My wife and I are contemplating yet another move (after relocating from NYC to Peekskill and from Peekskill to Pittsfield, all within the last few years), this time an hour east to what’s called the Pioneer Valley along the Connecticut River in Western Massachusetts. There are various personal reasons for the move that I won’t burden you with, but one reason I’m looking forward to it (setting aside the agony of the actual move) is cultural. There is not a single bookstore in Pittsfield; the Valley, with five colleges within a few minutes’ drive of each other, is lousy with them. This article by Andrew Varnon from the Valley Advocate should give you some idea of the riches to be found, and these are just the ones along one stretch of Route 10. The pictures alone have me salivating, as does this quote:
Angell said the Valley was a pretty good place to be a book hound. “There’s probably more bookstores per capita in the Valley than anywhere else in the country,” he said.

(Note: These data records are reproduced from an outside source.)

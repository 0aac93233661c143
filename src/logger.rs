//! The logger façade.
//!
//! # Responsibilities
//! - Build the handler selected by the configuration
//! - Expose per-level logging methods that all route through one entry point
//! - Derive loggers with bound attributes or groups
//! - Log-then-exit for unrecoverable conditions
//!
//! # Design Decisions
//! - `with` and `with_group` return a new logger; the receiver is unchanged
//! - The call site is captured with `#[track_caller]`; handlers print it only
//!   when `add_source` is set
//! - Emission errors are swallowed: logging never fails the caller

use std::fmt;
use std::panic::Location;
use std::sync::Arc;

use crate::attr::{args_to_attrs, Arg, Attr};
use crate::config::{Config, HandlerKind, Writer};
use crate::context::Context;
use crate::default::set_default;
use crate::error::SetupError;
use crate::handler::{
    DiscardHandler, Handler, HandlerOptions, JsonHandler, PrettyHandler, PrettyOptions, TextHandler,
};
use crate::level::Level;
use crate::output::open_output;
use crate::record::{Record, Source};

/// Exit status used by `fatal` and `fatal_context`.
pub const FATAL_EXIT_CODE: i32 = 1;

/// A handler together with the configuration it was built from.
///
/// Cloning is cheap and clones share the handler chain.
#[derive(Clone)]
pub struct Logger {
    handler: Arc<dyn Handler>,
    config: Arc<Config>,
}

impl Logger {
    /// Build a logger from `config`, installing it as the process default
    /// when `config.set_default` is set.
    pub fn new(config: Config) -> Result<Logger, SetupError> {
        let handler = setup_handler(&config)?;

        tracing::debug!(
            kind = ?config.kind,
            writer = ?config.writer,
            level = %config.level,
            "Logger configured"
        );

        let logger = Logger {
            handler,
            config: Arc::new(config),
        };
        if logger.config.set_default {
            set_default(&logger);
        }
        Ok(logger)
    }

    /// Wrap a caller-supplied handler. Never installs a default.
    pub fn from_handler(handler: Arc<dyn Handler>, config: Config) -> Logger {
        Logger {
            handler,
            config: Arc::new(config),
        }
    }

    pub fn handler(&self) -> Arc<dyn Handler> {
        self.handler.clone()
    }

    pub fn config(&self) -> &Config {
        &self.config
    }

    /// Whether `a` and `b` are the same logger instance.
    pub fn ptr_eq(a: &Logger, b: &Logger) -> bool {
        Arc::ptr_eq(&a.handler, &b.handler) && Arc::ptr_eq(&a.config, &b.config)
    }

    /// A logger that includes `args` on every record.
    pub fn with(&self, args: &[Arg]) -> Logger {
        if args.is_empty() {
            return self.clone();
        }
        Logger {
            handler: self.handler.clone().with_attrs(args_to_attrs(args)),
            config: self.config.clone(),
        }
    }

    /// A logger that nests all subsequently added attributes under `name`.
    pub fn with_group(&self, name: &str) -> Logger {
        if name.is_empty() {
            return self.clone();
        }
        Logger {
            handler: self.handler.clone().with_group(name),
            config: self.config.clone(),
        }
    }

    pub fn enabled(&self, ctx: &Context, level: Level) -> bool {
        self.handler.enabled(ctx, level)
    }

    /// Log `msg` at `level`. `args` are read pairwise, see [`Arg`].
    #[track_caller]
    pub fn log(&self, ctx: &Context, level: Level, msg: &str, args: &[Arg]) {
        if !self.enabled(ctx, level) {
            return;
        }
        let source = Source::from(Location::caller());
        self.emit(ctx, level, msg, args_to_attrs(args), Some(source));
    }

    /// Like [`Logger::log`] with pre-built attributes.
    #[track_caller]
    pub fn log_attrs(&self, ctx: &Context, level: Level, msg: &str, attrs: &[Attr]) {
        if !self.enabled(ctx, level) {
            return;
        }
        let source = Source::from(Location::caller());
        self.emit(ctx, level, msg, attrs.to_vec(), Some(source));
    }

    #[track_caller]
    pub fn debug(&self, msg: &str, args: &[Arg]) {
        self.log(&Context::background(), Level::DEBUG, msg, args);
    }

    #[track_caller]
    pub fn debug_context(&self, ctx: &Context, msg: &str, args: &[Arg]) {
        self.log(ctx, Level::DEBUG, msg, args);
    }

    #[track_caller]
    pub fn info(&self, msg: &str, args: &[Arg]) {
        self.log(&Context::background(), Level::INFO, msg, args);
    }

    #[track_caller]
    pub fn info_context(&self, ctx: &Context, msg: &str, args: &[Arg]) {
        self.log(ctx, Level::INFO, msg, args);
    }

    #[track_caller]
    pub fn warn(&self, msg: &str, args: &[Arg]) {
        self.log(&Context::background(), Level::WARN, msg, args);
    }

    #[track_caller]
    pub fn warn_context(&self, ctx: &Context, msg: &str, args: &[Arg]) {
        self.log(ctx, Level::WARN, msg, args);
    }

    #[track_caller]
    pub fn error(&self, msg: &str, args: &[Arg]) {
        self.log(&Context::background(), Level::ERROR, msg, args);
    }

    #[track_caller]
    pub fn error_context(&self, ctx: &Context, msg: &str, args: &[Arg]) {
        self.log(ctx, Level::ERROR, msg, args);
    }

    /// Log at error level with a `fatal_source` attribute, then exit the
    /// process with status 1.
    #[track_caller]
    pub fn fatal(&self, msg: &str, args: &[Arg]) -> ! {
        self.fatal_context(&Context::background(), msg, args)
    }

    /// Like [`Logger::fatal`], with a context.
    #[track_caller]
    pub fn fatal_context(&self, ctx: &Context, msg: &str, args: &[Arg]) -> ! {
        let caller = Source::from(Location::caller());
        if self.enabled(ctx, Level::ERROR) {
            // The regular source would only repeat fatal_source.
            let record = Record::new(Level::ERROR, msg)
                .with_attrs(args_to_attrs(args))
                .with_fatal_source(caller);
            let _ = self.handler.handle(ctx, &record);
        }
        std::process::exit(FATAL_EXIT_CODE)
    }

    fn emit(&self, ctx: &Context, level: Level, msg: &str, attrs: Vec<Attr>, source: Option<Source>) {
        let mut record = Record::new(level, msg).with_attrs(attrs);
        record.source = source;
        let _ = self.handler.handle(ctx, &record);
    }
}

impl fmt::Debug for Logger {
    fn fmt(&self, f: &mut fmt::Formatter<'_>) -> fmt::Result {
        f.debug_struct("Logger")
            .field("handler", &self.handler)
            .field("config", &self.config)
            .finish()
    }
}

impl PartialEq for Logger {
    /// Same handler chain and equal configuration.
    fn eq(&self, other: &Self) -> bool {
        Arc::ptr_eq(&self.handler, &other.handler) && self.config == other.config
    }
}

/// Level for a configured level name. Unknown names become info.
fn level_for(name: &str) -> Level {
    if !name.is_empty() && !Level::is_known_name(name) {
        tracing::warn!(level = %name, "Unknown log level, using info");
    }
    Level::from_name(name)
}

fn handler_options(level: Level, config: &Config) -> HandlerOptions {
    HandlerOptions {
        add_source: config.add_source,
        level,
        replace_attr: config.replace_attr.clone(),
    }
}

/// Resolve output and build the handler selected by `config.kind`.
///
/// Output is resolved for every kind, so a discarding file logger still
/// starts with a fresh, empty log file.
fn setup_handler(config: &Config) -> Result<Arc<dyn Handler>, SetupError> {
    let level = level_for(&config.level);
    let opts = handler_options(level, config);
    let out = open_output(config)?;

    let handler: Arc<dyn Handler> = match config.kind {
        HandlerKind::Dev | HandlerKind::Pretty => {
            let pretty = PrettyOptions {
                color: config.writer != Writer::File,
                ..PrettyOptions::default()
            };
            Arc::new(PrettyHandler::new(out, opts, pretty))
        }
        HandlerKind::Discard => Arc::new(DiscardHandler::new()),
        HandlerKind::Default if config.is_json => Arc::new(JsonHandler::new(out, opts)),
        HandlerKind::Default => Arc::new(TextHandler::new(out, opts)),
    };
    Ok(handler)
}

#[cfg(test)]
mod tests {
    use super::*;
    use crate::output::{Output, SharedBuffer};

    fn json_logger(level: Level, add_source: bool) -> (Logger, SharedBuffer) {
        let (out, buf) = Output::buffer();
        let opts = HandlerOptions {
            add_source,
            level,
            replace_attr: None,
        };
        let config = Config {
            set_default: false,
            ..Config::default()
        };
        (Logger::from_handler(Arc::new(JsonHandler::new(out, opts)), config), buf)
    }

    fn lines(buf: &SharedBuffer) -> Vec<serde_json::Value> {
        buf.contents()
            .lines()
            .map(|l| serde_json::from_str(l).unwrap())
            .collect()
    }

    #[test]
    fn test_level_methods_route_through_log() {
        let (log, buf) = json_logger(Level::DEBUG, false);
        log.debug("d", &[]);
        log.info("i", &[]);
        log.warn("w", &[]);
        log.error("e", &[]);

        let levels: Vec<String> = lines(&buf)
            .iter()
            .map(|v| v["level"].as_str().unwrap().to_string())
            .collect();
        assert_eq!(levels, ["DEBUG", "INFO", "WARN", "ERROR"]);
    }

    #[test]
    fn test_records_below_minimum_are_dropped() {
        let (log, buf) = json_logger(Level::WARN, false);
        let ctx = Context::background();
        log.debug_context(&ctx, "d", &[]);
        log.info_context(&ctx, "i", &[]);
        log.warn_context(&ctx, "w", &[]);

        let out = lines(&buf);
        assert_eq!(out.len(), 1);
        assert_eq!(out[0]["msg"], "w");
        assert!(!log.enabled(&ctx, Level::INFO));
        assert!(log.enabled(&ctx, Level::ERROR));
    }

    #[test]
    fn test_with_leaves_parent_unchanged() {
        let (log, buf) = json_logger(Level::INFO, false);
        let child = log.with(&["request_id".into(), "abc".into()]);

        child.info("from child", &[]);
        child.info("again", &["n".into(), 2.into()]);
        log.info("from parent", &[]);

        let out = lines(&buf);
        assert_eq!(out[0]["request_id"], "abc");
        assert_eq!(out[1]["request_id"], "abc");
        assert_eq!(out[1]["n"], 2);
        assert!(out[2].get("request_id").is_none());
        assert!(Logger::ptr_eq(&log, &log.with(&[])));
        assert_eq!(child.config(), log.config());
    }

    #[test]
    fn test_with_group() {
        let (log, buf) = json_logger(Level::INFO, false);
        log.with_group("http")
            .with(&[Attr::string("method", "GET").into()])
            .info("req", &["status".into(), 200.into()]);

        let out = lines(&buf);
        assert_eq!(out[0]["http"], serde_json::json!({"method": "GET", "status": 200}));
        assert!(Logger::ptr_eq(&log, &log.with_group("")));
    }

    #[test]
    fn test_source_is_the_calling_line() {
        let (log, buf) = json_logger(Level::INFO, true);
        let line = line!() + 1;
        log.info("here", &[]);

        let out = lines(&buf);
        assert_eq!(out[0]["source"]["line"], line);
        assert!(out[0]["source"]["file"].as_str().unwrap().ends_with("logger.rs"));
    }

    #[test]
    fn test_log_attrs() {
        let (log, buf) = json_logger(Level::INFO, false);
        log.log_attrs(
            &Context::background(),
            Level::WARN,
            "attrs",
            &[Attr::bool("cached", true)],
        );
        assert_eq!(lines(&buf)[0]["cached"], true);
    }

    #[test]
    fn test_config_selects_handler() {
        let discard = Logger::new(Config {
            kind: HandlerKind::Discard,
            set_default: false,
            ..Config::default()
        })
        .unwrap();
        assert!(!discard.enabled(&Context::background(), Level::ERROR));

        let text = Logger::new(Config {
            level: "no-such-level".into(),
            is_json: false,
            set_default: false,
            ..Config::default()
        })
        .unwrap();
        let ctx = Context::background();
        assert!(text.enabled(&ctx, Level::INFO));
        assert!(!text.enabled(&ctx, Level::DEBUG));
    }
}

(Thanks for the link, Leslie!)
As a Pioneer Valley native and resident, I concur…there are wonderful bookstores here!
Just went to the Montague Book Mill again on Tuesday.
Je pitsfield-ga lepi wa naran ku wah koeglee-wa! See loeteek! Foelke!!!
(You no kan by book in pitsfield, dan drive to another place to buy them. Is that easy! F–k!!)
Your town has no bookstores? Do you mean no good bookstores, or does it not even have bad ones?
There are towns with no bookstores at all, sad to say.
The Montague Book Mill is great; I’m still sad that the “real” World Eye burned down a decade ago! Now that was a small-town bookstore!
‘Lousy with them’? I don’t think I’ve heard this idiom before.
And I learn a new piece of idiom. I’d never heard “lousy with” before and I took it to mean the exact opposite (short on, mean, stingy).
Interesting. Thank you. I guess my Saturday has now been educational.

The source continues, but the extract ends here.